Now I'm at work and cannot think. I'll reply later.

 

Re: A Follow-up Daisym

Posted by annierose on February 3, 2011, at 17:31:22

In reply to A Follow-up, posted by Daisym on February 1, 2011, at 19:27:42

Sorry for side-tracking your post. I will reply to Dinah via babblemail.

Your post is heartfelt and speaks to the wonderful truth of the human heart. It wants to connect deeply and safely.

 

Re: Here it is! Dinah

Posted by emmanuel98 on February 3, 2011, at 19:56:00

In reply to Re: Here it is! annierose, posted by Dinah on February 3, 2011, at 7:39:00

For me, to an extraordinary degree, I prefer the uncomplicated relationship of young child having trust in and security from the invulnerable parent, even when that involves pain.

I don't think even that relationship is so uncomplicated and secure. My daughter, who I felt I gave endless love and security, now sees now mentions flaws in the relationship, weaknesses in me she was aware of from a very young age. We don't remain innocent very long. Not nearly as long as we think we do.

 

Re: Here it is! emmanuel98

Posted by Dinah on February 3, 2011, at 20:27:13

In reply to Re: Here it is! Dinah, posted by emmanuel98 on February 3, 2011, at 19:56:00

I think, in part, I mean that as a stance rather than a lack of knowledge. Something to do with the arrangement of the people involved. But that's probably one of those odd things that I can't explain.

 

(((Tender))) 10derheart

Posted by Daisym on February 4, 2011, at 13:40:50

In reply to Re: A Follow-up Daisym, posted by 10derheart on February 2, 2011, at 15:35:49

I wish I could speed up time for you. Have faith that there is a reason for this painful path. The Hero's journey is never easy.

 

Re: A Follow-up annierose

Posted by Daisym on February 4, 2011, at 13:48:21

In reply to Re: A Follow-up, posted by annierose on February 2, 2011, at 17:31:13

I keep saying that this is a dumb system - why must growth come from pain? But there is no denying that it gets your attention and sort of forces you to do something differently.

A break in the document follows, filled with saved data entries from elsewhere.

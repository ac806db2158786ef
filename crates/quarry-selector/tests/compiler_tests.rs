//! Compilation tests against a scripted engine.
//!
//! The stub only answers probes: it accepts the native expressions it was
//! built with and rejects everything else, counting every native query.

use std::cell::Cell;
use std::collections::HashSet;
use std::sync::Arc;

use quarry_selector::ast::Combinator;
use quarry_selector::{
    CompilerConfig, CssFilter, EngineError, Locator, NativeSupportCache, QueryEngine, QueryKind,
    SelectorCompiler, SelectorError,
};

struct StubEngine {
    capability: &'static str,
    native: HashSet<&'static str>,
    native_queries: Cell<usize>,
}

impl StubEngine {
    fn new(capability: &'static str, native: &[&'static str]) -> Self {
        Self {
            capability,
            native: native.iter().copied().collect(),
            native_queries: Cell::new(0),
        }
    }

    fn modern() -> Self {
        Self::new(
            "modern",
            &[
                ":nth-child(1)",
                ":nth-last-child(1)",
                ":first-child",
                ":last-child",
                ":only-child",
                ":empty",
                ":root",
            ],
        )
    }

    fn legacy() -> Self {
        Self::new("legacy", &[])
    }
}

impl QueryEngine for StubEngine {
    type Element = u32;

    fn document(&self) -> u32 {
        0
    }

    fn capability_id(&self) -> String {
        self.capability.to_string()
    }

    fn find_all(
        &self,
        _context: &u32,
        expression: &str,
        kind: QueryKind,
    ) -> Result<Vec<u32>, EngineError> {
        if kind == QueryKind::Path {
            return Ok(Vec::new());
        }
        self.native_queries.set(self.native_queries.get() + 1);
        if self.native.contains(expression) {
            Ok(Vec::new())
        } else {
            Err(EngineError::InvalidExpression {
                expression: expression.to_string(),
                reason: "unsupported".to_string(),
            })
        }
    }

    fn attribute(&self, _element: &u32, _name: &str) -> Result<Option<String>, EngineError> {
        Ok(None)
    }

    fn is_displayed(&self, _element: &u32) -> Result<bool, EngineError> {
        Ok(true)
    }

    fn tag_name(&self, _element: &u32) -> Result<String, EngineError> {
        Ok("div".to_string())
    }
}

fn locators(
    compiler: &SelectorCompiler,
    engine: &StubEngine,
    selector: &str,
) -> Vec<(Combinator, Locator)> {
    let compiled = compiler.compile(engine, selector).unwrap();
    compiled.branches()[0]
        .steps
        .iter()
        .map(|step| (step.combinator, step.locator.clone()))
        .collect()
}

#[test]
fn test_supported_pseudo_classes_stay_native() {
    let engine = StubEngine::modern();
    let compiler = SelectorCompiler::default();
    assert_eq!(
        locators(&compiler, &engine, "ul.menu > li:nth-child(2n+1)"),
        vec![
            (Combinator::Descendant, Locator::Native("ul.menu".to_string())),
            (Combinator::Child, Locator::Native("li:nth-child(2n+1)".to_string())),
        ]
    );
}

#[test]
fn test_unsupported_pseudo_classes_fall_back_to_path_queries() {
    let engine = StubEngine::legacy();
    let compiler = SelectorCompiler::default();
    assert_eq!(
        locators(&compiler, &engine, "ul > li:nth-child(2n+1)"),
        vec![
            (Combinator::Descendant, Locator::Native("ul".to_string())),
            (
                Combinator::Child,
                Locator::Path(
                    "./*[local-name() = 'li' and ((position() - 1) mod 2 = 0 and position() >= 1)]"
                        .to_string()
                )
            ),
        ]
    );
}

#[test]
fn test_descendant_path_step_searches_the_subtree() {
    let engine = StubEngine::legacy();
    let compiler = SelectorCompiler::default();
    assert_eq!(
        locators(&compiler, &engine, "p.note:last-child"),
        vec![(
            Combinator::Descendant,
            Locator::Path(
                ".//*[local-name() = 'p' and contains(concat(' ', normalize-space(@class), ' '), ' note ') \
                 and (position() = last())]"
                    .to_string()
            )
        )]
    );
}

#[test]
fn test_disabling_probing_forces_path_queries() {
    let engine = StubEngine::modern();
    let compiler = SelectorCompiler::new(CompilerConfig {
        native_probing: false,
        ..CompilerConfig::default()
    });
    assert_eq!(
        locators(&compiler, &engine, ":root"),
        vec![(Combinator::Descendant, Locator::Path(".//*[(not(parent::*))]".to_string()))]
    );
    assert_eq!(engine.native_queries.get(), 0);
}

#[test]
fn test_probe_runs_once_per_capability() {
    let cache = Arc::new(NativeSupportCache::new());
    let first = SelectorCompiler::with_cache(CompilerConfig::default(), Arc::clone(&cache));
    let second = SelectorCompiler::with_cache(CompilerConfig::default(), Arc::clone(&cache));
    let engine = StubEngine::modern();
    let same_capability = StubEngine::modern();

    for _ in 0..5 {
        let _ = first.compile(&engine, "li:nth-child(3)").unwrap();
        let _ = second.compile(&same_capability, "li:nth-child(2n)").unwrap();
    }

    assert_eq!(engine.native_queries.get(), 1);
    assert_eq!(same_capability.native_queries.get(), 0);
    assert_eq!(cache.len(), 1);
}

#[test]
fn test_failed_probe_is_cached_too() {
    let compiler = SelectorCompiler::default();
    let engine = StubEngine::legacy();
    let _ = compiler.compile(&engine, "li:empty").unwrap();
    let _ = compiler.compile(&engine, "p:empty, a:empty").unwrap();
    assert_eq!(engine.native_queries.get(), 1);
    assert_eq!(
        compiler.cache().get("legacy", quarry_selector::pseudo::StrategyKind::Empty),
        Some(false)
    );
}

#[test]
fn test_filter_only_compound_locates_everything() {
    let engine = StubEngine::modern();
    let compiler = SelectorCompiler::default();
    let compiled = compiler.compile(&engine, ":visible").unwrap();
    let step = &compiled.branches()[0].steps[0];
    assert_eq!(step.locator, Locator::Native("*".to_string()));
    assert!(matches!(step.filters.as_slice(), [CssFilter::Visible]));
}

#[test]
fn test_has_compiles_a_nested_relative_selector() {
    let engine = StubEngine::modern();
    let compiler = SelectorCompiler::default();
    let compiled = compiler.compile(&engine, "div:has(> p.lead, + span)").unwrap();
    let step = &compiled.branches()[0].steps[0];
    assert_eq!(step.locator, Locator::Native("div".to_string()));

    let [CssFilter::Has(nested)] = step.filters.as_slice() else {
        panic!("expected a single :has filter, got {:?}", step.filters);
    };
    let leading: Vec<(Combinator, Locator)> = nested
        .branches()
        .iter()
        .map(|branch| (branch.steps[0].combinator, branch.steps[0].locator.clone()))
        .collect();
    assert_eq!(
        leading,
        vec![
            (Combinator::Child, Locator::Native("p.lead".to_string())),
            (Combinator::NextSibling, Locator::Native("span".to_string())),
        ]
    );
}

#[test]
fn test_identifiers_and_values_are_escaped() {
    let engine = StubEngine::modern();
    let compiler = SelectorCompiler::default();
    assert_eq!(
        locators(&compiler, &engine, r#"#\31 abc[title="a\\b"]"#),
        vec![(
            Combinator::Descendant,
            Locator::Native(r#"#\31 abc[title="a\\b"]"#.to_string())
        )]
    );
}

#[test]
fn test_lang_filter_keeps_the_code() {
    let engine = StubEngine::modern();
    let compiler = SelectorCompiler::default();
    let compiled = compiler.compile(&engine, "p:lang(en)").unwrap();
    assert!(matches!(
        compiled.branches()[0].steps[0].filters.as_slice(),
        [CssFilter::Lang(code)] if code == "en"
    ));
}

#[test]
fn test_comma_branches_compile_independently() {
    let engine = StubEngine::modern();
    let compiler = SelectorCompiler::default();
    let compiled = compiler.compile(&engine, "h1, h2 + p").unwrap();
    assert_eq!(compiled.branches().len(), 2);
    assert_eq!(compiled.branches()[1].steps.len(), 2);
}

#[test]
fn test_unknown_pseudo_class_aborts_compilation() {
    let engine = StubEngine::modern();
    let compiler = SelectorCompiler::default();
    assert_eq!(
        compiler.compile(&engine, "a:hover").unwrap_err(),
        SelectorError::UnsupportedPseudoClass("hover".to_string())
    );
    assert!(matches!(
        compiler.compile(&engine, "div:has(a:hover)"),
        Err(SelectorError::UnsupportedPseudoClass(name)) if name == "hover"
    ));
}

#[test]
fn test_bad_arguments_abort_compilation() {
    let engine = StubEngine::modern();
    let compiler = SelectorCompiler::default();
    for (selector, pseudo) in [
        ("li:nth-child(odd)", "nth-child"),
        ("li:nth-last-child(2m+1)", "nth-last-child"),
        ("li:nth-child", "nth-child"),
        ("li:first-child(1)", "first-child"),
        ("p:lang()", "lang"),
        ("p:visible(yes)", "visible"),
    ] {
        match compiler.compile(&engine, selector) {
            Err(SelectorError::Syntax { pseudo: reported, .. }) => assert_eq!(reported, pseudo),
            other => panic!("{selector:?} should be a syntax error, got {other:?}"),
        }
    }
}

#[test]
fn test_nested_parse_errors_abort_compilation() {
    let engine = StubEngine::modern();
    let compiler = SelectorCompiler::default();
    assert!(matches!(
        compiler.compile(&engine, "div:has(p::before)"),
        Err(SelectorError::Parse { .. })
    ));
    assert!(matches!(
        compiler.compile(&engine, "div:not()"),
        Err(SelectorError::Parse { .. })
    ));
}

#[test]
fn test_nesting_depth_is_bounded() {
    let engine = StubEngine::modern();
    let compiler = SelectorCompiler::new(CompilerConfig {
        max_nesting_depth: 1,
        ..CompilerConfig::default()
    });
    assert!(compiler.compile(&engine, "a:has(b:not(.c))").is_err());
    assert!(compiler.compile(&engine, "a:has(b)").is_ok());
    assert_eq!(
        compiler.compile(&engine, "a:has(b:has(c))").unwrap_err(),
        SelectorError::NestingTooDeep { max: 1 }
    );
}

There is a new anxiety attached to my sessions right now - wondering when or if the door will slam shut again. Anxiety about potential anxiety...what a terrible current to be caught in. But each time it is a little easier. Thanks for your support.

 

Re: Here it is! Dinah

Posted by Daisym on February 4, 2011, at 13:52:40

In reply to Here it is!, posted by Dinah on February 2, 2011, at 20:50:50

Love the story. But I tend to be more Pollyanna and look at the positive sides of things - always hoping for the best outcome. I think that is why when it all goes south, I'm so shocked and it takes me such a long time to recover.

But the message of never knowing what will lead to what is an important one. One of my big issues is being alone stinks but risking relationships is very scary because people leave. So I need to learn to not anticipate the end - such a hard thing for me.

And I'm not big on change either, truth be told. If only I ruled the world!

 

Re: Here it is! Dinah

Posted by Daisym on February 4, 2011, at 13:56:41

In reply to Re: Here it is! emmanuel98, posted by Dinah on February 3, 2011, at 20:27:13

Reminds me of what I said to my therapist yesterday when we were talking about needs versus neediness, etc.

"I want someone to tell me what I need and then give it to me. That way I'll not only know it is OK to need that but I'll actually get to have the feeling of having the need met. Like an infant with her mother."